I recently presented at a conference abroad (my first one), and the entry fee was $50 USD. Now, as this was my first conference, the concept of paying to present at a conference is still a foreign one to me. I can't really wrap my head around submitting an abstract, it getting accepted and then paying to present about the work mentioned in it. So my question is fairly straightforward. What is the purpose of a presenter paying for a conference? Isn't it for the greater good not to have barriers for showcasing research?
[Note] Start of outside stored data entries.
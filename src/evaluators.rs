//! Capability interfaces for physics evaluators.
//!
//! Every evaluator implements [`Evaluable`] plus exactly one category trait. Evaluators compute
//! pointwise contributions from the read-only views in [`fe_data`](crate::fe_data) and return
//! them as values; the assembly engine integrates, scatters and accumulates them. Evaluator code
//! reports failures through [`eyre::Result`].
use crate::error::{Result, SystemError};
use crate::fe_data::{EvalEnv, MaterialWriter, PointContext, QpContext, TimeView, VariableQp};
use crate::mesh::{BoundaryId, SubdomainId};
use crate::params::Parameters;
use crate::variables::{AuxVariableId, CoupledVariableId, VariableId, VariableRef};
use nalgebra::{Point3, Vector3};
use serde::{Deserialize, Serialize};
use std::collections::BTreeMap;

pub mod aux_kernels;
pub mod boundary_conditions;
pub mod dampers;
pub mod dg_kernels;
pub mod functions;
pub mod initial_conditions;
pub mod kernels;
pub mod materials;
pub mod postprocessors;
pub mod stabilizers;

/// Configuration shared by all evaluators.
#[derive(Debug, Clone, PartialEq, Default)]
pub struct EvaluatorBase {
    pub name: String,
    /// Subdomains the evaluator is restricted to. `None` means every subdomain.
    pub blocks: Option<Vec<SubdomainId>>,
    /// Boundaries a boundary condition acts on.
    pub boundaries: Vec<BoundaryId>,
    pub use_displaced_mesh: bool,
}

impl EvaluatorBase {
    pub fn new(name: &str) -> Self {
        Self {
            name: name.to_string(),
            ..Default::default()
        }
    }

    /// Reads the common `block`, `boundary` and `use_displaced_mesh` parameters.
    pub fn from_params(name: &str, params: &Parameters) -> Result<Self> {
        Ok(Self {
            name: name.to_string(),
            blocks: params.id_list("block")?,
            boundaries: params.id_list("boundary")?.unwrap_or_default(),
            use_displaced_mesh: params.bool_or("use_displaced_mesh", false)?,
        })
    }

    pub fn applies_to_block(&self, subdomain: SubdomainId) -> bool {
        self.blocks
            .as_ref()
            .map(|blocks| blocks.contains(&subdomain))
            .unwrap_or(true)
    }

    pub fn applies_to_boundary(&self, boundary: BoundaryId) -> bool {
        self.boundaries.contains(&boundary)
    }
}

/// The contract common to every evaluator category.
pub trait Evaluable: Send {
    fn base(&self) -> &EvaluatorBase;

    fn name(&self) -> &str {
        &self.base().name
    }

    /// Called once per time step, before the first nonlinear iteration.
    fn timestep_setup(&mut self, _time: &TimeView) -> eyre::Result<()> {
        Ok(())
    }

    /// Called whenever a worker's traversal enters a new subdomain.
    fn subdomain_setup(&mut self, _subdomain: SubdomainId) -> eyre::Result<()> {
        Ok(())
    }
}

/// A volumetric contribution to the residual of one nonlinear variable.
///
/// The residual of test function `i` on an element is `Σ_qp JxW · compute_qp_residual(qp, i)`.
pub trait Kernel: Evaluable {
    fn variable(&self) -> VariableId;

    /// Variables (of either family) for which off-diagonal Jacobian blocks are provided.
    fn coupled_variables(&self) -> &[CoupledVariableId] {
        &[]
    }

    fn compute_qp_residual(&mut self, qp: &VariableQp, i: usize) -> eyre::Result<f64>;

    /// Derivative of the residual of test function `i` with respect to dof `j` of the
    /// kernel's own variable.
    fn compute_qp_jacobian(&mut self, _qp: &VariableQp, _i: usize, _j: usize) -> eyre::Result<f64> {
        Ok(0.0)
    }

    /// Derivative with respect to dof `j` of the coupled variable `jvar`.
    fn compute_qp_off_diag_jacobian(
        &mut self,
        _qp: &VariableQp,
        _i: usize,
        _j: usize,
        _jvar: CoupledVariableId,
    ) -> eyre::Result<f64> {
        Ok(0.0)
    }
}

/// Which side of an interior face a DG residual belongs to.
#[derive(Debug, Clone, Copy, PartialEq, Eq)]
pub enum DgResidualType {
    Element,
    Neighbor,
}

/// Test function side and trial function side of a DG Jacobian entry.
#[derive(Debug, Clone, Copy, PartialEq, Eq)]
pub enum DgJacobianType {
    ElementElement,
    ElementNeighbor,
    NeighborElement,
    NeighborNeighbor,
}

/// The two sides of an interior face at one quadrature point.
#[derive(Clone, Copy)]
pub struct DgQp<'a> {
    pub element: VariableQp<'a>,
    pub neighbor: VariableQp<'a>,
}

/// An interior face contribution coupling an element and its neighbor.
pub trait DgKernel: Evaluable {
    fn variable(&self) -> VariableId;

    fn compute_qp_residual(&mut self, qp: &DgQp, kind: DgResidualType, i: usize) -> eyre::Result<f64>;

    fn compute_qp_jacobian(
        &mut self,
        _qp: &DgQp,
        _kind: DgJacobianType,
        _i: usize,
        _j: usize,
    ) -> eyre::Result<f64> {
        Ok(0.0)
    }
}

/// A boundary contribution integrated over boundary sides.
pub trait IntegratedBc: Evaluable {
    fn variable(&self) -> VariableId;

    fn compute_qp_residual(&mut self, qp: &VariableQp, i: usize) -> eyre::Result<f64>;

    fn compute_qp_jacobian(&mut self, _qp: &VariableQp, _i: usize, _j: usize) -> eyre::Result<f64> {
        Ok(0.0)
    }
}

/// A boundary condition that replaces the residual of a nodal dof.
///
/// The Jacobian row of the dof is replaced by `compute_qp_jacobian` on the diagonal.
pub trait NodalBc: Evaluable {
    fn variable(&self) -> VariableId;

    fn compute_qp_residual(&mut self, qp: &VariableQp) -> eyre::Result<f64>;

    fn compute_qp_jacobian(&mut self, _qp: &VariableQp) -> eyre::Result<f64> {
        Ok(1.0)
    }
}

/// Boundary conditions of either kind.
pub enum BoundaryCondition {
    Integrated(Box<dyn IntegratedBc>),
    Nodal(Box<dyn NodalBc>),
}

impl BoundaryCondition {
    pub fn base(&self) -> &EvaluatorBase {
        match self {
            Self::Integrated(bc) => bc.base(),
            Self::Nodal(bc) => bc.base(),
        }
    }

    pub fn variable(&self) -> VariableId {
        match self {
            Self::Integrated(bc) => bc.variable(),
            Self::Nodal(bc) => bc.variable(),
        }
    }
}

/// Computes the value of an auxiliary variable.
///
/// Kernels of nodal (Lagrange) auxiliary variables are evaluated once per node, kernels of
/// elemental (monomial) variables at every quadrature point and averaged with the quadrature
/// weights.
pub trait AuxKernel: Evaluable {
    fn variable(&self) -> AuxVariableId;

    fn compute_value(&mut self, qp: &QpContext) -> eyre::Result<f64>;
}

/// Provides material properties at quadrature points.
pub trait Material: Evaluable {
    fn declared_properties(&self) -> Vec<String>;

    fn compute_qp_properties(&mut self, qp: &QpContext, out: &mut MaterialWriter) -> eyre::Result<()>;
}

/// A stabilization contribution layered on the volumetric terms of a variable.
pub trait Stabilizer: Evaluable {
    fn variable(&self) -> VariableId;

    fn compute_qp_residual(&mut self, qp: &VariableQp, i: usize) -> eyre::Result<f64>;

    fn compute_qp_jacobian(&mut self, _qp: &VariableQp, _i: usize, _j: usize) -> eyre::Result<f64> {
        Ok(0.0)
    }
}

/// Pointwise initial values of a variable. Nodal variables are interpolated at vertices,
/// elemental variables sampled at element centroids.
pub trait InitialCondition: Evaluable {
    fn variable(&self) -> VariableRef;

    fn value(&mut self, point: &PointContext) -> eyre::Result<f64>;
}

/// Where a postprocessor gathers its data.
#[derive(Debug, Clone, Copy, PartialEq, Eq, Serialize, Deserialize)]
pub enum PostprocessorScope {
    /// Quadrature points of active elements.
    Element,
    /// Active nodes.
    Nodal,
    /// Evaluated once, without a traversal.
    General,
}

/// How per-thread partial values combine into the final value.
#[derive(Debug, Clone, Copy, PartialEq, Eq, Serialize, Deserialize)]
pub enum Aggregation {
    Sum,
    Min,
    Max,
    /// Sum of values divided by the sum of weights.
    Average,
}

/// The contribution of one worker to a postprocessor.
#[derive(Debug, Clone, Copy, PartialEq, Default)]
pub struct PartialValue {
    pub value: f64,
    /// For averages, the accumulated weight. Otherwise the number of samples.
    pub weight: f64,
}

impl Aggregation {
    /// Combines partial values in the given order.
    pub fn combine(&self, partials: impl IntoIterator<Item = PartialValue>) -> f64 {
        let mut partials = partials.into_iter().filter(|p| p.weight > 0.0).peekable();
        match self {
            Self::Sum => partials.map(|p| p.value).sum(),
            Self::Min => partials.map(|p| p.value).fold(f64::INFINITY, f64::min),
            Self::Max => partials.map(|p| p.value).fold(f64::NEG_INFINITY, f64::max),
            Self::Average => {
                if partials.peek().is_none() {
                    return 0.0;
                }
                let (value, weight) = partials.fold((0.0, 0.0), |(v, w), p| (v + p.value, w + p.weight));
                value / weight
            }
        }
    }
}

/// A scalar quantity computed from the solution.
pub trait Postprocessor: Evaluable {
    fn scope(&self) -> PostprocessorScope;

    fn aggregation(&self) -> Aggregation;

    /// Resets accumulated state before a traversal.
    fn initialize(&mut self) {}

    /// Accumulates one quadrature point (element scope) or node (nodal scope).
    fn execute_qp(&mut self, _qp: &QpContext) -> eyre::Result<()> {
        Ok(())
    }

    /// Computes the value of a general postprocessor.
    fn execute_general(&mut self, _env: &EvalEnv) -> eyre::Result<f64> {
        Ok(0.0)
    }

    /// The partial value accumulated since the last [`initialize`](Self::initialize).
    fn partial(&self) -> PartialValue {
        PartialValue::default()
    }
}

/// A function of space and time.
pub trait Function: Evaluable {
    fn value(&self, t: f64, p: &Point3<f64>) -> f64;

    fn gradient(&self, _t: f64, _p: &Point3<f64>) -> Vector3<f64> {
        Vector3::zeros()
    }
}

/// Limits the size of a proposed solution update.
///
/// The damping factor of a pass is the minimum over all dampers and quadrature points.
pub trait Damper: Evaluable {
    fn compute_qp_damping(&mut self, qp: &QpContext) -> eyre::Result<f64>;
}

/// Latest values of all postprocessors, by name.
#[derive(Debug, Clone, Default, PartialEq, Serialize, Deserialize)]
pub struct PostprocessorValues(BTreeMap<String, f64>);

impl PostprocessorValues {
    pub fn get(&self, name: &str) -> Option<f64> {
        self.0.get(name).copied()
    }

    pub fn set(&mut self, name: &str, value: f64) {
        self.0.insert(name.to_string(), value);
    }

    pub fn iter(&self) -> impl Iterator<Item = (&str, f64)> {
        self.0.iter().map(|(k, &v)| (k.as_str(), v))
    }

    pub fn is_empty(&self) -> bool {
        self.0.is_empty()
    }

    pub fn len(&self) -> usize {
        self.0.len()
    }
}

/// Wraps a failing evaluator call with the evaluator's name.
pub(crate) fn evaluate<T, E>(evaluator: &E, result: eyre::Result<T>) -> Result<T>
where
    E: Evaluable + ?Sized,
{
    result.map_err(|report| SystemError::evaluation(evaluator.name(), report))
}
Edit: I see this question has generated of a lot of discussion. Let me explain some of my reasoning in choosing the accepted answer. In the region I am from (the Caribbean), due to economic hardships finding the money to pay for conferences deters many young scientists from even thinking about attending. The conferences themselves generate a fairly significant audience from graduate students, faulty members and the general public wishing to understand the scientific concepts presented (all of whom enter for free). I can't help but think how much more productive the scientific activity in the region would be if the people wanting to present didn't have to pay. Many of you are saying that $50 USD is nothing, but are neglecting the various exchange rates it takes to obtain said money. At an exchange rate of 121 to 1, $50 USD could buy me food for 2-3 weeks in my home country. I asked this question without any mention of these things because, in the most general sense, paying for conferences seems, to me, to only provide barriers to sharing results and boosting academic (read scientific) activity, and I wanted to have an idea of what others thought about a (somewhat one dimensional) version of this idea.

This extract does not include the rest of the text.